TITLE 22. SOCIAL SERVICES
DEPARTMENT FOR AGING AND REHABILITATIVE SERVICES
Final Regulation
 
 
 
 REGISTRAR'S NOTICE: The
 Department for Aging and Rehabilitative Services is claiming an exemption from
 Article 2 of the Administrative Process Act in accordance with § 2.2-4006
 A 4 a of the Code of Virginia, which excludes regulations that are necessary to
 conform to changes in Virginia statutory law or the appropriation act where no
 agency discretion is involved.

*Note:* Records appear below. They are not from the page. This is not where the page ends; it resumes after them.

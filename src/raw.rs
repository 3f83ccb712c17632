//! Raw sensor dumps: a headerless grid of little-endian
//! `f32` temperatures, row-major, `width * height` values.
//!
//! Sensors write the grid sideways, so by default it is
//! rotated 90 degrees counter-clockwise after reading.

use std::{
    fs::{read, File},
    io::{BufWriter, Cursor, Write},
    path::Path,
};

use byteordered::ByteOrdered;
use ndarray::{Array2, ArrayView2};
use serde_derive::*;

use crate::{
    error::{Error, Result},
    record::ThermalRecord,
};

#[derive(Serialize, Deserialize, Debug, Clone, PartialEq)]
#[serde(default)]
pub struct RawOptions {
    pub width: usize,
    pub height: usize,
    pub rotate: bool,
}

impl Default for RawOptions {
    fn default() -> Self {
        RawOptions {
            width: 160,
            height: 120,
            rotate: true,
        }
    }
}

impl RawOptions {
    fn expected_len(&self) -> usize {
        4 * self.width * self.height
    }
}

/// Read a raw sensor dump from `path` into a record named
/// after the file.
pub fn read_raw<P: AsRef<Path>>(path: P, opts: &RawOptions) -> Result<ThermalRecord> {
    let path = path.as_ref();
    let bytes = read(path).map_err(|e| Error::from_io_at(e, path))?;
    let filename = path
        .file_name()
        .map(|f| f.to_string_lossy().into_owned())
        .unwrap_or_default();
    Ok(read_raw_bytes(&bytes, opts, filename)?.with_source_path(path))
}

pub fn read_raw_bytes<S: Into<String>>(
    bytes: &[u8],
    opts: &RawOptions,
    filename: S,
) -> Result<ThermalRecord> {
    let grid = decode_grid(bytes, opts)?;
    let grid = if opts.rotate { rotate_ccw(grid.view()) } else { grid };
    ThermalRecord::from_matrix(grid, filename)
}

fn decode_grid(bytes: &[u8], opts: &RawOptions) -> Result<Array2<f64>> {
    if opts.width == 0 || opts.height == 0 {
        return Err(Error::invalid("raw grid dimensions must be positive"));
    }
    if bytes.len() != opts.expected_len() {
        return Err(Error::invalid(format!(
            "raw sensor file is {} bytes, expected {} for {}x{} f32 values",
            bytes.len(),
            opts.expected_len(),
            opts.width,
            opts.height
        )));
    }

    let mut rdr = ByteOrdered::le(Cursor::new(bytes));
    let mut values = Vec::with_capacity(opts.width * opts.height);
    for _ in 0..opts.width * opts.height {
        values.push(rdr.read_f32()? as f64);
    }
    Array2::from_shape_vec((opts.height, opts.width), values)
        .map_err(|e| Error::invalid(e.to_string()))
}

/// Rotate a matrix 90 degrees counter-clockwise: the last
/// column becomes the first row.
pub fn rotate_ccw(m: ArrayView2<'_, f64>) -> Array2<f64> {
    let (rows, cols) = m.dim();
    Array2::from_shape_fn((cols, rows), |(i, j)| m[(j, cols - 1 - i)])
}

/// Encode a matrix as a raw sensor dump (row-major, LE f32).
pub fn encode_raw(m: ArrayView2<'_, f64>) -> Result<Vec<u8>> {
    let mut out = ByteOrdered::le(Vec::with_capacity(4 * m.len()));
    for v in m.iter() {
        out.write_f32(*v as f32)?;
    }
    Ok(out.into_inner())
}

pub fn write_raw<P: AsRef<Path>>(path: P, m: ArrayView2<'_, f64>) -> Result<()> {
    let mut writer = BufWriter::new(File::create(path.as_ref())?);
    writer.write_all(&encode_raw(m)?)?;
    writer.flush()?;
    Ok(())
}
//! Import of radiometric JPEGs into Celsius records.
//!
//! The FFF container embedded in the JPEG is decoded
//! directly. When that fails (unsupported camera, stripped
//! segments) and the caller allows it, metadata is instead
//! extracted with the `exiftool` command-line tool
//! (`exiftool -b -j`), whose JSON output carries the same
//! calibration parameters and a base64-encoded raw image.

use std::{fs::read, path::Path, process::Command};

use anyhow::{anyhow, bail, ensure, Context};
use image::ImageFormat;
use img_parts::jpeg::Jpeg;
use ndarray::Array2;
use serde_derive::*;

use crate::{
    error::{Error, Result},
    flir::{decode_png_counts, FffContainer},
    record::ThermalRecord,
    temperature::ThermalSettings,
};

#[derive(Serialize, Deserialize, Debug, Clone, PartialEq)]
#[serde(default)]
pub struct FlirOptions {
    /// Object distance in metres; overrides the value
    /// stored in the image.
    pub distance: Option<f64>,
    /// Fall back to `exiftool` when the embedded data can't
    /// be decoded.
    pub exiftool: bool,
}

impl Default for FlirOptions {
    fn default() -> Self {
        FlirOptions {
            distance: None,
            exiftool: true,
        }
    }
}

/// Raw counts plus the parameters needed to convert them.
pub struct RadiometricImage {
    pub settings: ThermalSettings,
    pub counts: Array2<f64>,
}

impl RadiometricImage {
    pub fn from_jpeg_bytes(bytes: Vec<u8>) -> anyhow::Result<Self> {
        let jpeg = Jpeg::from_bytes(bytes.into())?;
        let fff = FffContainer::from_jpeg(&jpeg)?;
        let counts = fff
            .raw_counts()?
            .ok_or_else(|| anyhow!("no raw data record found"))?;
        let settings = fff
            .camera_params()?
            .map(|p| ThermalSettings::from(&p))
            .ok_or_else(|| anyhow!("no camera parameters found"))?;
        Ok(RadiometricImage { settings, counts })
    }

    pub fn from_exiftool_json(json: ExiftoolJson) -> anyhow::Result<Self> {
        let counts = json.raw_counts()?;
        Ok(RadiometricImage {
            settings: json.settings,
            counts,
        })
    }

    /// Run `exiftool -b -j` on `path` and parse its output.
    pub fn from_exiftool(path: &Path) -> anyhow::Result<Self> {
        let output = Command::new("exiftool")
            .arg("-b")
            .arg("-j")
            .arg(path)
            .output()
            .context("could not run exiftool")?;
        ensure!(
            output.status.success(),
            "exiftool failed: {}",
            String::from_utf8_lossy(&output.stderr).trim()
        );
        let mut values: Vec<ExiftoolJson> = serde_json::from_slice(&output.stdout)?;
        ensure!(values.len() == 1, "expected exiftool json array with one item");
        Self::from_exiftool_json(values.remove(0))
    }

    pub fn temperatures(&self, distance: Option<f64>) -> Array2<f64> {
        let to_celsius = self
            .settings
            .celsius_transform(distance.unwrap_or(self.settings.object_distance));
        self.counts.mapv(|raw| to_celsius(raw))
    }
}

/// One element of the array printed by `exiftool -b -j`.
#[derive(Deserialize, Debug)]
pub struct ExiftoolJson {
    #[serde(rename = "SourceFile", default)]
    pub source_file: Option<String>,

    #[serde(flatten)]
    pub settings: ThermalSettings,

    #[serde(rename = "RawThermalImageType")]
    raw_type: String,

    #[serde(
        rename = "RawThermalImage",
        deserialize_with = "serde_helpers::base64_bytes"
    )]
    raw_bytes: Vec<u8>,
}

impl ExiftoolJson {
    fn raw_counts(&self) -> anyhow::Result<Array2<f64>> {
        match self.raw_type.as_str() {
            "TIFF" => {
                let img = image::load_from_memory_with_format(&self.raw_bytes, ImageFormat::Tiff)?
                    .to_luma16();
                let (width, height) = img.dimensions();
                let counts = img.into_raw().into_iter().map(f64::from).collect();
                Ok(Array2::from_shape_vec(
                    (height as usize, width as usize),
                    counts,
                )?)
            }
            "PNG" => decode_png_counts(&self.raw_bytes),
            other => bail!("unsupported raw thermal image type: {}", other),
        }
    }
}

/// Read a radiometric JPEG at `path` into a record of
/// temperatures in degrees Celsius.
pub fn read_flir<P: AsRef<Path>>(path: P, opts: &FlirOptions) -> Result<ThermalRecord> {
    let path = path.as_ref();
    let bytes = read(path).map_err(|e| Error::from_io_at(e, path))?;

    let image = match RadiometricImage::from_jpeg_bytes(bytes) {
        Ok(image) => image,
        Err(e) if opts.exiftool => {
            tracing::debug!(path = %path.display(), error = %e, "embedded FFF unreadable, trying exiftool");
            RadiometricImage::from_exiftool(path)?
        }
        Err(e) => return Err(e.into()),
    };

    let filename = path
        .file_name()
        .map(|f| f.to_string_lossy().into_owned())
        .unwrap_or_default();
    Ok(ThermalRecord::from_matrix(image.temperatures(opts.distance), filename)?.with_source_path(path))
}

mod serde_helpers {
    use serde::*;

    pub fn base64_bytes<'de, D>(de: D) -> Result<Vec<u8>, D::Error>
    where
        D: Deserializer<'de>,
    {
        use serde::de::Error;
        let text = <String as Deserialize>::deserialize(de)?;
        let payload = text
            .strip_prefix("base64:")
            .ok_or_else(|| Error::custom("unexpected format: must begin with `base64:`"))?;
        base64::decode(payload).map_err(Error::custom)
    }
}

#[cfg(test)]
mod tests {
    use super::*;

    fn exiftool_json(raw_type: &str, payload: &[u8]) -> String {
        format!(
            r#"{{
                "SourceFile": "img.jpg",
                "Emissivity": 1.0, "ObjectDistance": "1.00 m",
                "RelativeHumidity": "50.0 %", "ReflectedApparentTemperature": "20.0 C",
                "AtmosphericTemperature": "20.0 C", "IRWindowTemperature": "20.0 C",
                "IRWindowTransmission": 1, "PlanckR1": 21106.77, "PlanckB": 1501,
                "PlanckF": 1, "PlanckO": -7340, "PlanckR2": 0.012545258,
                "AtmosphericTransAlpha1": 0.006569, "AtmosphericTransAlpha2": 0.01262,
                "AtmosphericTransBeta1": -0.002276, "AtmosphericTransBeta2": -0.00667,
                "AtmosphericTransX": 1.9,
                "RawThermalImageType": "{}",
                "RawThermalImage": "base64:{}"
            }}"#,
            raw_type,
            base64::encode(payload)
        )
    }

    #[test]
    fn rejects_unknown_raw_type() -> anyhow::Result<()> {
        let json: ExiftoolJson = serde_json::from_str(&exiftool_json("BMP", b"xx"))?;
        assert_eq!(json.source_file.as_deref(), Some("img.jpg"));
        assert!(RadiometricImage::from_exiftool_json(json).is_err());
        Ok(())
    }

    #[test]
    fn requires_base64_prefix() {
        let json = exiftool_json("TIFF", b"xx").replace("base64:", "");
        assert!(serde_json::from_str::<ExiftoolJson>(&json).is_err());
    }

    #[test]
    fn temperatures_follow_settings() -> anyhow::Result<()> {
        let json: ExiftoolJson = serde_json::from_str(&exiftool_json("TIFF", b""))?;
        let settings = json.settings;
        let ambient = {
            let f = settings.celsius_transform(1.0);
            // invert numerically: the raw count reading 20 C
            let mut lo = 0.;
            let mut hi = 65535.;
            for _ in 0..60 {
                let mid = (lo + hi) / 2.;
                if f(mid) < 20. {
                    lo = mid;
                } else {
                    hi = mid;
                }
            }
            lo
        };
        let image = RadiometricImage {
            settings,
            counts: Array2::from_elem((2, 2), ambient),
        };
        let temps = image.temperatures(None);
        assert!(temps.iter().all(|t| (t - 20.).abs() < 1e-3));
        Ok(())
    }

    #[test]
    fn missing_file_is_reported() {
        let err = read_flir("/nonexistent/biotherm/x.jpg", &FlirOptions::default()).unwrap_err();
        assert!(matches!(err, Error::FileNotFound(_)));
    }
}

The Department for Aging and Rehabilitative
 Services will receive, consider, and respond to petitions by any interested
 person at any time with respect to reconsideration or revision.
 
  
 
 Title of Regulation: 22VAC30-80. Auxiliary Grants
 Program (amending 22VAC30-80-20). 
 
 Statutory Authority: §§ 51.5-131 and 51.5-160 of the
 Code of Virginia.
 
 Effective Date: August 22, 2019. 
 
 Agency Contact: Tishaun Harris-Ugworji, Program
 Consultant, Department for Aging and Rehabilitative Services, 8004 Franklin
 Farms Drive, Richmond, VA 23229, telephone (804) 662-7531, or email tishaun.harrisugworji@dars.virginia.gov.
 
 Summary:
 
 Pursuant to Chapters 657 and 658 of the 2019 Acts of
 Assembly, the amendment allows individuals receiving auxiliary grants to select
 supportive housing without any requirement that such individuals wait until
 their first or any subsequent annual reassessment to make such selection.
 
 22VAC30-80-20. Assessment. 
 
 A. In order to receive payment from the AG for care in an ALF
 or an AFC home, an individual applying for AG shall have been assessed by a
 qualified assessor using the UAI in accordance with 22VAC30-110 and determined
 to need residential or assisted living care or AFC. 
 
 B. As a condition of eligibility for the AG, a UAI shall be
 completed on an individual prior to admission, except for an emergency
 placement as documented and approved by a Virginia adult protective services
 worker; at least once annually; and whenever there is a significant change in
 the individual's level of care, and a determination is made that the individual
 needs residential or assisted living care in an ALF or, AFC home,
 or SH setting.
 
 C. The ALF or, AFC, or SH provider is
 prohibited from charging a security deposit or any other form of compensation
 for providing a room and services to the individual. The collection or receipt
 of money, gift, donation or other consideration from or on behalf of an
 individual for any services provided is prohibited.
 
 D. In order to receive payment from the AG for care in the SH
 setting, an individual shall be evaluated by a qualified assessor in accordance
 with § 51.5-160 E of the Code of Virginia. Eligible individuals shall be
 notified of the SH setting option and the availability of approved SH providers
 at the time of their first assessment and annual level of care
 assessment. The individual may select, subject to availability, SH or
 ALF at any time after the first assessment or any subsequent annual
 reassessment as long as the individual meets the criteria for residential or
 assisted living level of care and subject to the availability of the
 selected housing option.
 
 VA.R. Doc. No. R19-5897; Filed June 25, 2019, 10:25 a.m.